## WORK INSTRUCTIONS
The required output is the line containing "pub use settings::Settings;" followed by each line through the end of the data below, repeated exactly and with nothing added.
::::
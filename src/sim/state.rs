//! Game state and session lifecycle
//!
//! One `GameState` owns every simulated component for a session plus the
//! seeded RNG that all randomness flows through.

use rand::{Rng, SeedableRng};
use rand_pcg::Pcg32;

use super::animals::GroundAnimals;
use super::collision::CollisionMasks;
use super::followers::TrailingFollowers;
use super::pipes::PipeManager;
use super::player::Player;
use super::snow::SnowfallEffect;
use crate::consts::*;
use crate::settings::Settings;

/// Current phase of gameplay
#[derive(Debug, Clone, Copy, PartialEq, Eq)]
pub enum GamePhase {
    /// Welcome screen, waiting for the first flap
    Ready,
    /// Active gameplay
    Playing,
    /// Run ended
    GameOver,
}

/// What ended the run
#[derive(Debug, Clone, Copy, PartialEq, Eq)]
pub enum CrashKind {
    /// Player touched the ground strip
    Ground,
    /// Player hit a pipe
    Pipe,
    /// A baby bird hit a pipe or the ground
    Follower,
}

/// Something the driver may want to react to (sounds, UI)
#[derive(Debug, Clone, Copy, PartialEq, Eq)]
pub enum GameEvent {
    Flap,
    Point,
    Hit,
    Die,
    /// Game over screen dismissed, new session started
    Restart,
}

/// Complete session state
#[derive(Debug, Clone)]
pub struct GameState {
    /// Seed of the current session
    pub seed: u64,
    pub(crate) rng: Pcg32,
    pub settings: Settings,
    pub phase: GamePhase,
    pub crash: Option<CrashKind>,
    /// Pipes passed
    pub score: u32,
    /// Simulated frames since the first flap
    pub time_ticks: u64,
    /// Horizontal offset of the ground strip (0 to -(base - background width))
    pub ground_x: f32,
    pub player: Player,
    pub pipes: PipeManager,
    pub followers: TrailingFollowers,
    pub animals: GroundAnimals,
    pub snow: SnowfallEffect,
    /// Shared read-only hitmasks
    pub masks: CollisionMasks,
    /// Events raised by the last tick
    pub events: Vec<GameEvent>,
}

impl GameState {
    /// Create a new session with the given seed
    pub fn new(settings: Settings, seed: u64, masks: CollisionMasks) -> Self {
        let mut rng = Pcg32::seed_from_u64(seed);

        let pipes = PipeManager::new(SCREEN_WIDTH, GROUND_Y, &mut rng);
        let followers = TrailingFollowers::new(settings.num_babies, settings.baby_spacing.max(1));

        let mut animals = GroundAnimals::new(SCREEN_WIDTH, GROUND_Y);
        if settings.ground_animals {
            animals.spawn(settings.num_animals, &mut rng);
        }

        let flakes = if settings.snowfall { settings.num_snowflakes } else { 0 };
        let snow = SnowfallEffect::new(SCREEN_WIDTH, SCREEN_HEIGHT, flakes, &mut rng);

        log::info!(
            "New session: seed={} babies={}x{} animals={} snowflakes={}",
            seed,
            settings.num_babies,
            settings.baby_spacing,
            animals.animals().len(),
            flakes
        );

        Self {
            seed,
            rng,
            settings,
            phase: GamePhase::Ready,
            crash: None,
            score: 0,
            time_ticks: 0,
            ground_x: 0.0,
            player: Player::new(SCREEN_WIDTH, SCREEN_HEIGHT),
            pipes,
            followers,
            animals,
            snow,
            masks,
            events: Vec::new(),
        }
    }

    /// Start over with the same settings and masks
    pub fn reset(&mut self, seed: u64) {
        let settings = self.settings.clone();
        let masks = self.masks.clone();
        *self = Self::new(settings, seed, masks);
    }

    /// Seed for the next session, drawn from this session's RNG
    pub fn next_seed(&mut self) -> u64 {
        self.rng.random()
    }

    pub fn is_over(&self) -> bool {
        self.phase == GamePhase::GameOver
    }
}
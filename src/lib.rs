//! Flappy Brood - a Flappy Bird style arcade simulation
//!
//! Core modules:
//! - `sim`: Deterministic simulation (player, pipes, followers, collisions)
//! - `renderer`: Frame draw lists for an external blitter
//! - `assets`: Sprite loading and hitmask caching
//! - `audio`: Sound effect catalogue and loading
//! - `settings`: Session configuration

pub mod assets;
pub mod audio;
pub mod highscores;
pub mod renderer;
pub mod settings;
pub mod sim;

pub use assets::{AssetError, SpriteId, SpriteSheet};
pub use highscores::HighScores;
pub use settings::Settings;

/// Game configuration constants
///
/// All motion is expressed in pixels per simulated frame.
pub mod consts {
    /// Simulation rate the constants below were tuned for
    pub const FPS: u32 = 30;

    /// Screen dimensions
    pub const SCREEN_WIDTH: f32 = 288.0;
    pub const SCREEN_HEIGHT: f32 = 512.0;
    /// Top edge of the ground strip
    pub const GROUND_Y: f32 = SCREEN_HEIGHT * 0.79;

    /// Ground strip sprite is wider than the background; it scrolls by the difference
    pub const BASE_WIDTH: f32 = 336.0;
    pub const BACKGROUND_WIDTH: f32 = 288.0;
    pub const BASE_SCROLL_STEP: f32 = 100.0;

    /// Player sprite dimensions
    pub const PLAYER_WIDTH: u32 = 34;
    pub const PLAYER_HEIGHT: u32 = 24;
    /// Terminal downward velocity
    pub const PLAYER_MAX_VEL_Y: f32 = 10.0;
    /// Gravity
    pub const PLAYER_ACC_Y: f32 = 1.0;
    /// Velocity applied on flap (negative = up)
    pub const PLAYER_FLAP_ACC: f32 = -9.0;
    /// Degrees the nose drops per frame
    pub const PLAYER_VEL_ROT: f32 = 3.0;
    /// Rotation is drawn clamped to this value
    pub const PLAYER_ROT_THR: f32 = 20.0;
    /// Rotation after a flap
    pub const PLAYER_FLAP_ROT: f32 = 45.0;

    /// Pipe sprite dimensions
    pub const PIPE_WIDTH: u32 = 52;
    pub const PIPE_HEIGHT: u32 = 320;
    /// Vertical gap between upper and lower pipe
    pub const PIPE_GAP: f32 = 100.0;
    /// Horizontal pipe velocity
    pub const PIPE_VEL_X: f32 = -4.0;

    /// Baby birds are drawn and collided at 60% of the player sprite
    pub const BABY_SCALE: f32 = 0.6;
    pub const DEFAULT_NUM_BABIES: usize = 4;
    pub const DEFAULT_BABY_SPACING: usize = 8;

    /// Ground animal sprites are shrunk by this integer factor
    pub const ANIMAL_SCALE_DIVISOR: u32 = 5;
    /// Horizontal margin before an animal wraps
    pub const ANIMAL_WRAP_MARGIN: f32 = 20.0;
    pub const DEFAULT_NUM_ANIMALS: usize = 3;

    pub const DEFAULT_NUM_SNOWFLAKES: usize = 50;
}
::::
## RESULT OF THE EXERCISE
pub use settings::Settings;

/// Game configuration constants
///
/// All motion is expressed in pixels per simulated frame.
pub mod consts {
    /// Simulation rate the constants below were tuned for
    pub const FPS: u32 = 30;

    /// Screen dimensions
    pub const SCREEN_WIDTH: f32 = 288.0;
    pub const SCREEN_HEIGHT: f32 = 512.0;
    /// Top edge of the ground strip
    pub const GROUND_Y: f32 = SCREEN_HEIGHT * 0.79;

    /// Ground strip sprite is wider than the background; it scrolls by the difference
    pub const BASE_WIDTH: f32 = 336.0;
    pub const BACKGROUND_WIDTH: f32 = 288.0;
    pub const BASE_SCROLL_STEP: f32 = 100.0;

    /// Player sprite dimensions
    pub const PLAYER_WIDTH: u32 = 34;
    pub const PLAYER_HEIGHT: u32 = 24;
    /// Terminal downward velocity
    pub const PLAYER_MAX_VEL_Y: f32 = 10.0;
    /// Gravity
    pub const PLAYER_ACC_Y: f32 = 1.0;
    /// Velocity applied on flap (negative = up)
    pub const PLAYER_FLAP_ACC: f32 = -9.0;
    /// Degrees the nose drops per frame
    pub const PLAYER_VEL_ROT: f32 = 3.0;
    /// Rotation is drawn clamped to this value
    pub const PLAYER_ROT_THR: f32 = 20.0;
    /// Rotation after a flap
    pub const PLAYER_FLAP_ROT: f32 = 45.0;

    /// Pipe sprite dimensions
    pub const PIPE_WIDTH: u32 = 52;
    pub const PIPE_HEIGHT: u32 = 320;
    /// Vertical gap between upper and lower pipe
    pub const PIPE_GAP: f32 = 100.0;
    /// Horizontal pipe velocity
    pub const PIPE_VEL_X: f32 = -4.0;

    /// Baby birds are drawn and collided at 60% of the player sprite
    pub const BABY_SCALE: f32 = 0.6;
    pub const DEFAULT_NUM_BABIES: usize = 4;
    pub const DEFAULT_BABY_SPACING: usize = 8;

    /// Ground animal sprites are shrunk by this integer factor
    pub const ANIMAL_SCALE_DIVISOR: u32 = 5;
    /// Horizontal margin before an animal wraps
    pub const ANIMAL_WRAP_MARGIN: f32 = 20.0;
    pub const DEFAULT_NUM_ANIMALS: usize = 3;

    pub const DEFAULT_NUM_SNOWFLAKES: usize = 50;
}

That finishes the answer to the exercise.